The same members as those in the first embodiment shown in the drawings are given the same reference numerals, and the basic configuration and operation are the same, so the explanation will be omitted below. Note that in the second embodiment, the transmission system not related to the present invention is omitted.

As shown in FIG. 2, the differences from the first embodiment (FIG. 1) are in the moving body 5 as an observation object and the antenna 11 as a transducer since it relates to a radar observation device. , is different from the subject 5 and probe 10 shown in FIG. 1 in the ultrasonic diagnostic apparatus described above.

That is, in FIG. 2, the moving object 6 is, for example, a moving observation object, such as a ship or an aircraft. Of course, it can also be applied to surrounding weather phenomena such as typhoons and storms.

Further, the antenna 11 is a transducer for transmitting and receiving electromagnetic waves, as is well known.

From the above, in the case of the radar viewing i111 device, the reflected wave reception signal by the antenna 1l is transmitted to the logarithmic characteristic receiving circuit 32.
to generate an image signal.

Here, the bandwidth and repetition period (frequency) of this image signal
is usually almost the same as an ultrasound diagnostic device, so the second
The explanation of the operation after the A/D converter shown in the figure is the same as that of the first embodiment shown in FIG. 1 described above, and will therefore be omitted.

[Effects of the Invention] As described above, the reflected wave reception hearing instrument iD according to the present invention
According to the J device, instead of visually checking and observing the reflected waves reflected from the observation object as in the past, it responds to the reflected waves by faithfully converting the reflected waves into predetermined sound waves in the audio frequency range. A predetermined sound wave can be generated.
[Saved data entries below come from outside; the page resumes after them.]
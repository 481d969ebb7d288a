//! The per-symbol backtest pipeline.
//!
//! Fetch candles, scan for signals, simulate the brackets, summarize.
//! Symbols are independent — cooldown state is scoped per run — so
//! `run_all` fans them out across the rayon pool.

use rayon::prelude::*;
use thiserror::Error;
use tracing::info;

use siglab_core::backtest::{simulate_report, BacktestReport};
use siglab_core::confluence::{generate_signals, SymbolCandles};
use siglab_core::data::{CandleProvider, ProviderError};
use siglab_core::domain::Timeframe;
use siglab_core::indicators::rolling_std;

use crate::config::RunConfig;
use crate::summary::Summary;

#[derive(Debug, Error)]
pub enum RunError {
    #[error(transparent)]
    Provider(#[from] ProviderError),

    #[error(transparent)]
    Ledger(#[from] crate::ledger::LedgerError),
}

/// One symbol's completed backtest.
#[derive(Debug, Clone)]
pub struct SymbolReport {
    pub symbol: String,
    pub signal_count: usize,
    pub report: BacktestReport,
    pub summary: Summary,
}

/// What happened to a symbol during the run.
#[derive(Debug, Clone)]
pub enum SymbolOutcome {
    Completed(SymbolReport),
    /// The first timeframe that came back empty; the symbol is skipped.
    NoData { symbol: String, timeframe: Timeframe },
}

/// Fetch, scan and simulate one symbol.
pub fn run_symbol(
    provider: &dyn CandleProvider,
    symbol: &str,
    cfg: &RunConfig,
) -> Result<SymbolOutcome, RunError> {
    let candles = SymbolCandles {
        symbol: symbol.to_string(),
        d1: provider.candles(symbol, Timeframe::D1, cfg.candles.d1)?,
        h4: provider.candles(symbol, Timeframe::H4, cfg.candles.h4)?,
        h1: provider.candles(symbol, Timeframe::H1, cfg.candles.h1)?,
    };
    if let Some(timeframe) = candles.missing_timeframe() {
        info!(symbol, %timeframe, "no data, skipping symbol");
        return Ok(SymbolOutcome::NoData {
            symbol: symbol.to_string(),
            timeframe,
        });
    }

    let signals = generate_signals(&candles, &cfg.signal);
    let closes: Vec<f64> = candles.h1.iter().map(|c| c.close).collect();
    let volatility = rolling_std(&closes, cfg.signal.vol_window);
    let pip = cfg.pip_table().spec_for(symbol);
    let report = simulate_report(
        &signals,
        &candles.h1,
        pip,
        &volatility,
        &cfg.backtest,
        &cfg.account,
    );
    let summary = Summary::compute(&report.trades);
    info!(
        symbol,
        signals = signals.len(),
        trades = summary.trade_count,
        wins = summary.wins,
        net_money = summary.net_money,
        "backtest complete"
    );
    Ok(SymbolOutcome::Completed(SymbolReport {
        symbol: symbol.to_string(),
        signal_count: signals.len(),
        report,
        summary,
    }))
}

/// Backtest every configured symbol in parallel.
///
/// Outcomes come back in the configured symbol order regardless of which
/// finished first.
pub fn run_all(
    provider: &dyn CandleProvider,
    cfg: &RunConfig,
) -> Result<Vec<SymbolOutcome>, RunError> {
    cfg.symbols
        .par_iter()
        .map(|symbol| run_symbol(provider, symbol, cfg))
        .collect()
}

/// [`run_all`], then write each completed symbol's ledger to the
/// configured reports directory.
pub fn run_and_export(
    provider: &dyn CandleProvider,
    cfg: &RunConfig,
) -> Result<Vec<SymbolOutcome>, RunError> {
    let outcomes = run_all(provider, cfg)?;
    for outcome in &outcomes {
        if let SymbolOutcome::Completed(report) = outcome {
            crate::ledger::write_backtest_ledger(
                &cfg.paths.reports_dir,
                &report.symbol,
                &report.report.trades,
            )?;
        }
    }
    Ok(outcomes)
}
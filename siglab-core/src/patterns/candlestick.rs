//! Single- and multi-bar candlestick shapes.
//!
//! Each function inspects the bar at `i` (plus up to two preceding bars)
//! and returns false when there is not enough history or `i` is past the
//! end of the series.

use crate::domain::Candle;

/// Prior bar bearish, current bar bullish with a body that opens below the
/// prior close and closes above the prior open.
pub fn bullish_engulfing(candles: &[Candle], i: usize) -> bool {
    let Some(cur) = candles.get(i) else {
        return false;
    };
    if i < 1 {
        return false;
    }
    let prev = &candles[i - 1];
    prev.close < prev.open
        && cur.close > cur.open
        && cur.close > prev.open
        && cur.open < prev.close
}

/// Mirror of `bullish_engulfing`.
pub fn bearish_engulfing(candles: &[Candle], i: usize) -> bool {
    let Some(cur) = candles.get(i) else {
        return false;
    };
    if i < 1 {
        return false;
    }
    let prev = &candles[i - 1];
    prev.close > prev.open
        && cur.close < cur.open
        && cur.close < prev.open
        && cur.open > prev.close
}

/// Two bearish bars followed by a bullish bar closing above the first
/// bar's open.
pub fn morning_star(candles: &[Candle], i: usize) -> bool {
    let Some(cur) = candles.get(i) else {
        return false;
    };
    if i < 2 {
        return false;
    }
    let first = &candles[i - 2];
    let second = &candles[i - 1];
    first.close < first.open
        && second.close < second.open
        && cur.close > cur.open
        && cur.close > first.open
}

/// Mirror of `morning_star`.
pub fn evening_star(candles: &[Candle], i: usize) -> bool {
    let Some(cur) = candles.get(i) else {
        return false;
    };
    if i < 2 {
        return false;
    }
    let first = &candles[i - 2];
    let second = &candles[i - 1];
    first.close > first.open
        && second.close > second.open
        && cur.close < cur.open
        && cur.close < first.open
}

/// Bullish bar whose lower shadow is more than twice its body.
pub fn hammer(candles: &[Candle], i: usize) -> bool {
    let Some(cur) = candles.get(i) else {
        return false;
    };
    let lower_shadow = cur.open - cur.low;
    cur.close > cur.open && lower_shadow > 2.0 * cur.body()
}

/// Bearish bar whose upper shadow is more than twice its body.
pub fn shooting_star(candles: &[Candle], i: usize) -> bool {
    let Some(cur) = candles.get(i) else {
        return false;
    };
    let upper_shadow = cur.high - cur.close;
    cur.close < cur.open && upper_shadow > 2.0 * cur.body()
}

/// Body smaller than a tenth of the bar's range. A zero-range bar never
/// qualifies (0/0 is NaN and NaN comparisons are false).
pub fn doji(candles: &[Candle], i: usize) -> bool {
    let Some(cur) = candles.get(i) else {
        return false;
    };
    cur.body() / cur.range() < 0.1
}
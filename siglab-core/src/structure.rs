//! Market structure detection: swing confirmation, forward-filled extremes,
//! and structure-break flags.
//!
//! A swing high at index `i` is confirmed only once `lookback` bars exist on
//! both sides, so confirmation lags price by `lookback` bars. The forward
//! fill is carried as an explicit state machine across a single left-to-right
//! pass: break flags for bar `i` are evaluated against the state as of bar
//! `i - 1`, then bar `i`'s own confirmed swing (if any) is absorbed.

use serde::{Deserialize, Serialize};

use crate::domain::Candle;

/// The most recent confirmed swing extremes, forward-filled.
#[derive(Debug, Clone, Copy, Default, PartialEq, Serialize, Deserialize)]
pub struct StructureState {
    pub last_high: Option<f64>,
    pub last_low: Option<f64>,
}

/// Per-bar structure annotations.
///
/// `swing_high`/`swing_low` carry the extreme confirmed at this bar, if any.
/// `last_high`/`last_low` are the forward-filled state after absorbing this
/// bar. The break flags are evaluated against the pre-absorb state: MSS
/// compares the bar's extreme, CHoCH its close.
#[derive(Debug, Clone, Copy, Default, PartialEq, Serialize, Deserialize)]
pub struct StructureMark {
    pub swing_high: Option<f64>,
    pub swing_low: Option<f64>,
    pub last_high: Option<f64>,
    pub last_low: Option<f64>,
    pub mss_long: bool,
    pub mss_short: bool,
    pub choch_long: bool,
    pub choch_short: bool,
}

/// True if the bar's high strictly exceeds the highs at offsets
/// -1, +1, -lookback and +lookback.
pub fn is_swing_high(candles: &[Candle], i: usize, lookback: usize) -> bool {
    if lookback == 0 || i < lookback || i + lookback >= candles.len() {
        return false;
    }
    let h = candles[i].high;
    h > candles[i - 1].high
        && h > candles[i + 1].high
        && h > candles[i - lookback].high
        && h > candles[i + lookback].high
}

/// Mirror of `is_swing_high` on lows.
pub fn is_swing_low(candles: &[Candle], i: usize, lookback: usize) -> bool {
    if lookback == 0 || i < lookback || i + lookback >= candles.len() {
        return false;
    }
    let l = candles[i].low;
    l < candles[i - 1].low
        && l < candles[i + 1].low
        && l < candles[i - lookback].low
        && l < candles[i + lookback].low
}

/// Annotate every bar with swing confirmations, forward-filled extremes and
/// break flags.
pub fn mark_structure(candles: &[Candle], lookback: usize) -> Vec<StructureMark> {
    let n = candles.len();
    let mut marks = Vec::with_capacity(n);
    let mut state = StructureState::default();

    for i in 0..n {
        let candle = &candles[i];
        let mss_long = state.last_high.map_or(false, |h| candle.high > h);
        let mss_short = state.last_low.map_or(false, |l| candle.low < l);
        let choch_long = state.last_high.map_or(false, |h| candle.close > h);
        let choch_short = state.last_low.map_or(false, |l| candle.close < l);

        let swing_high = is_swing_high(candles, i, lookback).then_some(candle.high);
        let swing_low = is_swing_low(candles, i, lookback).then_some(candle.low);
        if let Some(h) = swing_high {
            state.last_high = Some(h);
        }
        if let Some(l) = swing_low {
            state.last_low = Some(l);
        }

        marks.push(StructureMark {
            swing_high,
            swing_low,
            last_high: state.last_high,
            last_low: state.last_low,
            mss_long,
            mss_short,
            choch_long,
            choch_short,
        });
    }

    marks
}
//! SigLab Runner — orchestration around the engine crate.
//!
//! This crate builds on `siglab-core` to provide:
//! - TOML run configuration with production defaults
//! - CSV candle loading and a directory-backed `CandleProvider`
//! - The per-symbol backtest pipeline, parallel across symbols
//! - Trade-ledger CSV export (per-symbol backtest files, append-only live log)
//! - Summary statistics over a trade list
//! - The live polling cycle with executor/notifier collaborator traits

pub mod backtest;
pub mod config;
pub mod data_loader;
pub mod ledger;
pub mod live;
pub mod summary;

pub use backtest::{run_all, run_and_export, run_symbol, RunError, SymbolOutcome, SymbolReport};
pub use config::{CandleCounts, ConfigError, PathsConfig, RunConfig};
pub use data_loader::{load_candles, CsvProvider, LoadError};
pub use ledger::{append_live_trade, write_backtest_ledger, LedgerError, LiveTradeRecord};
pub use live::{
    CycleOutcome, CycleReport, ExecutionError, Fill, LiveCycle, Notifier, NotifyError,
    OrderRequest, OrderSide, SkipReason, SymbolAction, TradeExecutor,
};
pub use summary::Summary;
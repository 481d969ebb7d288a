//! CSV candle loading and the directory-backed provider.
//!
//! Candle files are `time,open,high,low,close` with one of two timestamp
//! forms: RFC 3339 or the broker export's naive `YYYY-MM-DD HH:MM:SS`
//! (interpreted as UTC). A missing file means the symbol has no data on
//! that timeframe, which the pipeline treats as skip, not failure.

use std::path::{Path, PathBuf};

use chrono::{DateTime, NaiveDateTime, Utc};
use thiserror::Error;
use tracing::warn;

use siglab_core::data::{CandleProvider, ProviderError};
use siglab_core::domain::{Candle, Timeframe};

#[derive(Debug, Error)]
pub enum LoadError {
    #[error("failed to read {path}: {source}")]
    Io {
        path: PathBuf,
        #[source]
        source: std::io::Error,
    },

    #[error("malformed CSV in {path}: {source}")]
    Csv {
        path: PathBuf,
        #[source]
        source: csv::Error,
    },

    #[error("bad record in {path} at line {line}: {reason}")]
    BadRecord {
        path: PathBuf,
        line: u64,
        reason: String,
    },
}

fn parse_time(text: &str) -> Option<DateTime<Utc>> {
    if let Ok(t) = DateTime::parse_from_rfc3339(text) {
        return Some(t.with_timezone(&Utc));
    }
    NaiveDateTime::parse_from_str(text, "%Y-%m-%d %H:%M:%S")
        .ok()
        .map(|naive| naive.and_utc())
}

/// Load a candle file, oldest first.
///
/// Rows that break timestamp order are dropped with a warning; malformed
/// fields are an error.
pub fn load_candles(path: impl AsRef<Path>) -> Result<Vec<Candle>, LoadError> {
    let path = path.as_ref();
    let text = std::fs::read_to_string(path).map_err(|source| LoadError::Io {
        path: path.to_path_buf(),
        source,
    })?;
    let mut reader = csv::Reader::from_reader(text.as_bytes());

    let mut candles: Vec<Candle> = Vec::new();
    for result in reader.records() {
        let record = result.map_err(|source| LoadError::Csv {
            path: path.to_path_buf(),
            source,
        })?;
        let line = record.position().map_or(0, |p| p.line());
        let bad = |reason: String| LoadError::BadRecord {
            path: path.to_path_buf(),
            line,
            reason,
        };
        if record.len() < 5 {
            return Err(bad(format!("expected 5 columns, got {}", record.len())));
        }
        let time = parse_time(record[0].trim())
            .ok_or_else(|| bad(format!("unparseable timestamp '{}'", &record[0])))?;
        let mut fields = [0.0f64; 4];
        for (slot, idx) in fields.iter_mut().zip(1..5) {
            *slot = record[idx]
                .trim()
                .parse()
                .map_err(|_| bad(format!("unparseable number '{}'", &record[idx])))?;
        }
        let candle = Candle {
            time,
            open: fields[0],
            high: fields[1],
            low: fields[2],
            close: fields[3],
        };
        if let Some(last) = candles.last() {
            if candle.time <= last.time {
                warn!(path = %path.display(), line, "out-of-order candle dropped");
                continue;
            }
        }
        candles.push(candle);
    }
    Ok(candles)
}

/// A `CandleProvider` over a directory of `{symbol}_{timeframe}.csv` files.
#[derive(Debug, Clone)]
pub struct CsvProvider {
    dir: PathBuf,
}

impl CsvProvider {
    pub fn new(dir: impl Into<PathBuf>) -> Self {
        Self { dir: dir.into() }
    }

    fn file_for(&self, symbol: &str, timeframe: Timeframe) -> PathBuf {
        self.dir.join(format!("{symbol}_{timeframe}.csv"))
    }
}

impl CandleProvider for CsvProvider {
    fn name(&self) -> &str {
        "csv"
    }

    fn candles(
        &self,
        symbol: &str,
        timeframe: Timeframe,
        count: usize,
    ) -> Result<Vec<Candle>, ProviderError> {
        let path = self.file_for(symbol, timeframe);
        if !path.exists() {
            return Ok(Vec::new());
        }
        let mut candles = load_candles(&path).map_err(|err| match err {
            LoadError::Io { source, .. } => ProviderError::Io(source),
            other => ProviderError::Malformed {
                symbol: symbol.to_string(),
                timeframe,
                reason: other.to_string(),
            },
        })?;
        if candles.len() > count {
            candles.drain(..candles.len() - count);
        }
        Ok(candles)
    }
}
Therefore, the observer can detect subtle changes in the reflected sound by listening.

For this reason, there is an effect that the properties and changes of an object, which could not be observed visually using conventional image display, can be known by making sounds and listening to the sounds.

[Brief explanation of the drawing]

FIG. 1 is a block diagram showing a first embodiment of the reflected wave receiving listening observation device D1 according to the present invention, and FIG. 2 is a block diagram showing a second embodiment of the reflected wave receiving listening observation device according to the present invention.
FIG. 2 is a block diagram showing an example. 5... Subject 6... Moving object 10... Probe 11... Antenna 16... Memory circuit 16a... Reflected wave digital signal 18...
Low-speed readout circuit 22...Audio amplifier 24...Speaker.

Claims (1)

[Claims] (1) A transducer that transmits sound waves or electromagnetic waves to an observation object and receives reflected waves reflected by a specific area of the object, and a storage means that stores the reflected waves received by the transducer. and low-speed reading means for reading out the reflected waves stored in the storage means at a low speed and converting the reflected waves into predetermined sound waves in the audible frequency range, the audible waves being converted according to the reflected waves by the low-speed reading means. A reflected wave receiving listening observation device characterized by emitting predetermined sound waves in a frequency range.